» DATA TO PROCESS:
● ● ●

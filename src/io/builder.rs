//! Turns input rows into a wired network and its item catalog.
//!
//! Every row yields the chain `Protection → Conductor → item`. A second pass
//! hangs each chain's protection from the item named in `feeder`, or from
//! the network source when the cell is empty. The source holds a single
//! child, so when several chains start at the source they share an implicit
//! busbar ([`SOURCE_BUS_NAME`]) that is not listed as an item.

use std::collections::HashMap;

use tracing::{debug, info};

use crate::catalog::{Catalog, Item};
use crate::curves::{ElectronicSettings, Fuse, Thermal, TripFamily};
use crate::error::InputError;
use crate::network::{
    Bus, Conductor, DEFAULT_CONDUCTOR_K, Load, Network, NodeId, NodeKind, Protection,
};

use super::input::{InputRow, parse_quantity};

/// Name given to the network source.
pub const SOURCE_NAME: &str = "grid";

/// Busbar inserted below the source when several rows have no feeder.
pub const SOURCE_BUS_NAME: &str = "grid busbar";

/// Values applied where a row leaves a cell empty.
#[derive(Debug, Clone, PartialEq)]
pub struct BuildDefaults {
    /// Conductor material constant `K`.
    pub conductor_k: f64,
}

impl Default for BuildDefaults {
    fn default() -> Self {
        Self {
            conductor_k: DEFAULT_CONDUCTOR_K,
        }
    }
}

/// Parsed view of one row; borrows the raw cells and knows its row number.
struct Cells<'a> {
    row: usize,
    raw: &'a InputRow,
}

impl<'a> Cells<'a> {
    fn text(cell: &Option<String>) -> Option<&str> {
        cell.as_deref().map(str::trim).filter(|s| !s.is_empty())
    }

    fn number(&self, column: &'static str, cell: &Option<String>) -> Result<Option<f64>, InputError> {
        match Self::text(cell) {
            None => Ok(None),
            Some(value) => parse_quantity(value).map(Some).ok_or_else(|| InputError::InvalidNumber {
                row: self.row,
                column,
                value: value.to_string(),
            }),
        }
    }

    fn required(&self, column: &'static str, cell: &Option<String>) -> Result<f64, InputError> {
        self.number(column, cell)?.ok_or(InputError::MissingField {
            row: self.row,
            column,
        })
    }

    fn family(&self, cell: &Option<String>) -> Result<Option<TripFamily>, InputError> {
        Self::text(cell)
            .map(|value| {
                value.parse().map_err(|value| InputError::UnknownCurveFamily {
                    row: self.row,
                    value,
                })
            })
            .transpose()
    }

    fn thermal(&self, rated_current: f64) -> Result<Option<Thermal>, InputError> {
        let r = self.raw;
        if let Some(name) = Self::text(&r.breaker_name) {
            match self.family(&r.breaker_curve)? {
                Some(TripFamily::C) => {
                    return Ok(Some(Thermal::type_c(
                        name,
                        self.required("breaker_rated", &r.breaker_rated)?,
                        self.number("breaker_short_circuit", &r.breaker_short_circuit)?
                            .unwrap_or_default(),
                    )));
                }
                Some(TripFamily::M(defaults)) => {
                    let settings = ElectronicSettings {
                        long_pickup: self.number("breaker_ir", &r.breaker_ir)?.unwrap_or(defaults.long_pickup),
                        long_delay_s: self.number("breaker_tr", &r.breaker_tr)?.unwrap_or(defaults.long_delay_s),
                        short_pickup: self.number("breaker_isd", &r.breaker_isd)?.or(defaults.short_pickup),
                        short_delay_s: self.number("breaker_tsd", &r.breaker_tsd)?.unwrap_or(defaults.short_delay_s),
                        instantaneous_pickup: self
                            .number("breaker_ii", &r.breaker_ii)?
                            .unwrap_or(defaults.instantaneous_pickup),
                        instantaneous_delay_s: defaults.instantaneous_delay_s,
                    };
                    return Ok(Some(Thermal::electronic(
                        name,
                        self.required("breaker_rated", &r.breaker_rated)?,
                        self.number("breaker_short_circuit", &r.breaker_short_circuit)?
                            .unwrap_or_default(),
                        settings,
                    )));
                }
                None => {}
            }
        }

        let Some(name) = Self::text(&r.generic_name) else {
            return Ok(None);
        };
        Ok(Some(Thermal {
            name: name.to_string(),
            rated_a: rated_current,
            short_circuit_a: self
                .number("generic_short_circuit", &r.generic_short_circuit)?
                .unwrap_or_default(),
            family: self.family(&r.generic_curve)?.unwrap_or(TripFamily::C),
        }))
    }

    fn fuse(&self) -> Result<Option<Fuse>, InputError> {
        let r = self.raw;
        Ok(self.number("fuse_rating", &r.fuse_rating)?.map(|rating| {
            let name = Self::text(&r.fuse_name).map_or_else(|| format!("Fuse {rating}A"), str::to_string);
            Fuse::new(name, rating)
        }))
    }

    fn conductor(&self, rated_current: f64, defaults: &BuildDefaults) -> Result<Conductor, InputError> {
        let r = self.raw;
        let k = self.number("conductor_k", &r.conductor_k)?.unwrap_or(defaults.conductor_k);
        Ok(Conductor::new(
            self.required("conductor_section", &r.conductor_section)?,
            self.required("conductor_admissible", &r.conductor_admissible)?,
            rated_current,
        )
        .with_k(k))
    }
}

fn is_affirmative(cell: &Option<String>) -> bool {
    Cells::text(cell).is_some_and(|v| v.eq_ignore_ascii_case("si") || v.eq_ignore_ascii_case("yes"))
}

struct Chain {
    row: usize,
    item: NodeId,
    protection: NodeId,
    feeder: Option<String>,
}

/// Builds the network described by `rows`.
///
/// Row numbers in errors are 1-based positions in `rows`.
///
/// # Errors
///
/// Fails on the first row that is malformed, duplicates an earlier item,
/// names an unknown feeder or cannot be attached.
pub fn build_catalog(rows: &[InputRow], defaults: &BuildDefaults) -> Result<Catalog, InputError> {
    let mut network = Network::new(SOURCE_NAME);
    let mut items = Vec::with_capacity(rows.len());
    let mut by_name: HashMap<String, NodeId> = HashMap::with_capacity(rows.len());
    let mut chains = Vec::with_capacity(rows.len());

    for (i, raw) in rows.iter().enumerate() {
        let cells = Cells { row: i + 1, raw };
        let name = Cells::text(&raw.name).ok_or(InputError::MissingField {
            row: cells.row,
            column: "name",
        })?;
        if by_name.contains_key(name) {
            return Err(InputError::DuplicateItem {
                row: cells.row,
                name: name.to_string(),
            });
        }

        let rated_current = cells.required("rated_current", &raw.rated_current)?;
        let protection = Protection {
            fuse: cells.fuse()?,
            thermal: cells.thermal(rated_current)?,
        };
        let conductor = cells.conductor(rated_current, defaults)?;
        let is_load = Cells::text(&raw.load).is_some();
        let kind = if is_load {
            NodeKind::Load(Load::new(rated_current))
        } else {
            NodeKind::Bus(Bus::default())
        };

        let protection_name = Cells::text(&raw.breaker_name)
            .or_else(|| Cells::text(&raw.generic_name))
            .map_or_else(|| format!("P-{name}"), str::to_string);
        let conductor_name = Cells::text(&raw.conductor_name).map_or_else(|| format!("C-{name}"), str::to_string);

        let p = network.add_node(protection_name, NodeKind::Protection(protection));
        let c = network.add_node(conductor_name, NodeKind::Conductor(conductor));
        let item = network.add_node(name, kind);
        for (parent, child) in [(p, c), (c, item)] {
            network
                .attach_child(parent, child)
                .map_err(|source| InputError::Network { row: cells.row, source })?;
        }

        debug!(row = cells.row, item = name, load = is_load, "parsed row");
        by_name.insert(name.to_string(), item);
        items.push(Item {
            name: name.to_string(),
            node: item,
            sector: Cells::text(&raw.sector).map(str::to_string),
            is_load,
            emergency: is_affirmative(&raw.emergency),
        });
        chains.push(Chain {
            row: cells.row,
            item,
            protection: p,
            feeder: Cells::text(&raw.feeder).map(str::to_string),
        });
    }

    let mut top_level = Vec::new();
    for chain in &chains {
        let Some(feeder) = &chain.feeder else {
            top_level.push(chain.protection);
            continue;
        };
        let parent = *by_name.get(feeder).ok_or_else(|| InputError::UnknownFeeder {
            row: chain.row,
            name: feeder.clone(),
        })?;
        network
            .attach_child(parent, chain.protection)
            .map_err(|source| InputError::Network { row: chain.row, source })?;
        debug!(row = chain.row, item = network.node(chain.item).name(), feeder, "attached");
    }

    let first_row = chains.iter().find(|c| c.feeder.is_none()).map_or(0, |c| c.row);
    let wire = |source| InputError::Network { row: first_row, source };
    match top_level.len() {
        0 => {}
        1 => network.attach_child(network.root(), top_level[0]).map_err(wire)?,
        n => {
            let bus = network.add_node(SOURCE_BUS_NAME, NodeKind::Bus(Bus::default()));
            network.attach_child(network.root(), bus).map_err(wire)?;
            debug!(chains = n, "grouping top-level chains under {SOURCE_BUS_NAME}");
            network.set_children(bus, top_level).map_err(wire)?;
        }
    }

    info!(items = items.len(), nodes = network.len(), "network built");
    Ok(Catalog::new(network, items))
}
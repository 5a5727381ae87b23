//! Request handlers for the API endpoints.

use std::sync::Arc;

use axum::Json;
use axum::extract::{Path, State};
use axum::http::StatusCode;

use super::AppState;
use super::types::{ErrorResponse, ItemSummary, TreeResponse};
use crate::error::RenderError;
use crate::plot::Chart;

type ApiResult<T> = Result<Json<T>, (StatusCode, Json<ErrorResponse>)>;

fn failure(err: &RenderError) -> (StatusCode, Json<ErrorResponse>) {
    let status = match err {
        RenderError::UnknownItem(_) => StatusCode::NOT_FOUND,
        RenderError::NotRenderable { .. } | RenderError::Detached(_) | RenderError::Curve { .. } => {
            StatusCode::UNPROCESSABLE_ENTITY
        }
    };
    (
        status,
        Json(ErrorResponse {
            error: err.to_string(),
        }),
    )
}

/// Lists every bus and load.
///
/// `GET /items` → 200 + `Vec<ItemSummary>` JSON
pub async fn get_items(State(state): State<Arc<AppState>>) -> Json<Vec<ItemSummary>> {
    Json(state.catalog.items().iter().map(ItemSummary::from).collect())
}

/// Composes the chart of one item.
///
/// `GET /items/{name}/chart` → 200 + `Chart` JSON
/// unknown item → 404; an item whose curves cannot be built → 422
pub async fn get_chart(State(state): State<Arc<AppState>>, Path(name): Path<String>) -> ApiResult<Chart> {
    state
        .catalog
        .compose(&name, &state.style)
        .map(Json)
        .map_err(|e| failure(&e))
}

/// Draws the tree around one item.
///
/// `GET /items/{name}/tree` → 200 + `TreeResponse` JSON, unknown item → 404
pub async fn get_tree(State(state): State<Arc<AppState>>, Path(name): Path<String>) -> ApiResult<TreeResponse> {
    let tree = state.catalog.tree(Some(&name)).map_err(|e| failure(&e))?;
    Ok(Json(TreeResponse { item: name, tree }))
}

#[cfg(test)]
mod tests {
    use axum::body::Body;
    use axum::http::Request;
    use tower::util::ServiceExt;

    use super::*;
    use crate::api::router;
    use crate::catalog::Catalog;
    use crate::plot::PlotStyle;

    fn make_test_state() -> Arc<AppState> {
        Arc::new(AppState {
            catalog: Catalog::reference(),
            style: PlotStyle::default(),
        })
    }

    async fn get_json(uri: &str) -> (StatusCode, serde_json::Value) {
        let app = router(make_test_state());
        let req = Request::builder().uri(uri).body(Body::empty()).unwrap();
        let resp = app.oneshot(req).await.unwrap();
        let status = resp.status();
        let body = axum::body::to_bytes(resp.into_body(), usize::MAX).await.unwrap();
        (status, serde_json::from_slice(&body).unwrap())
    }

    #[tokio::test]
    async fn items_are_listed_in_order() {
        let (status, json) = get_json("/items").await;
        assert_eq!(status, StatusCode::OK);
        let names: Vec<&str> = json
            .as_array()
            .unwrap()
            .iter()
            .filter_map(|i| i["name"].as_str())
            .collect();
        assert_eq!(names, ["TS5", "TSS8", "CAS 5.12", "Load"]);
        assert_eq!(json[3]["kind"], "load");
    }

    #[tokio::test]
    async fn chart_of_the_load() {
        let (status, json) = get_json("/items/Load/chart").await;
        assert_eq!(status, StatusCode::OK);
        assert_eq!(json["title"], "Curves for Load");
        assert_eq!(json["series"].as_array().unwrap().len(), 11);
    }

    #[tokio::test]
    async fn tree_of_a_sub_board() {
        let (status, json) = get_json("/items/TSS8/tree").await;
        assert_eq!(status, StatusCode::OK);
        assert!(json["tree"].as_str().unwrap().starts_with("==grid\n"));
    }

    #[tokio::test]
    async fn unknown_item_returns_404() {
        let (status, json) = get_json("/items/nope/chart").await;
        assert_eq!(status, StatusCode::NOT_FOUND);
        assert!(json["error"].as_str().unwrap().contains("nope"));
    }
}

● ● ●

» WHAT TO DO: What lines in the entries contain "format"? Report each one by copying it.

» RESPONSE AREA:
            let name = Self::text(&r.fuse_name).map_or_else(|| format!("Fuse {rating}A"), str::to_string);
            .map_or_else(|| format!("P-{name}"), str::to_string);
        let conductor_name = Cells::text(&raw.conductor_name).map_or_else(|| format!("C-{name}"), str::to_string);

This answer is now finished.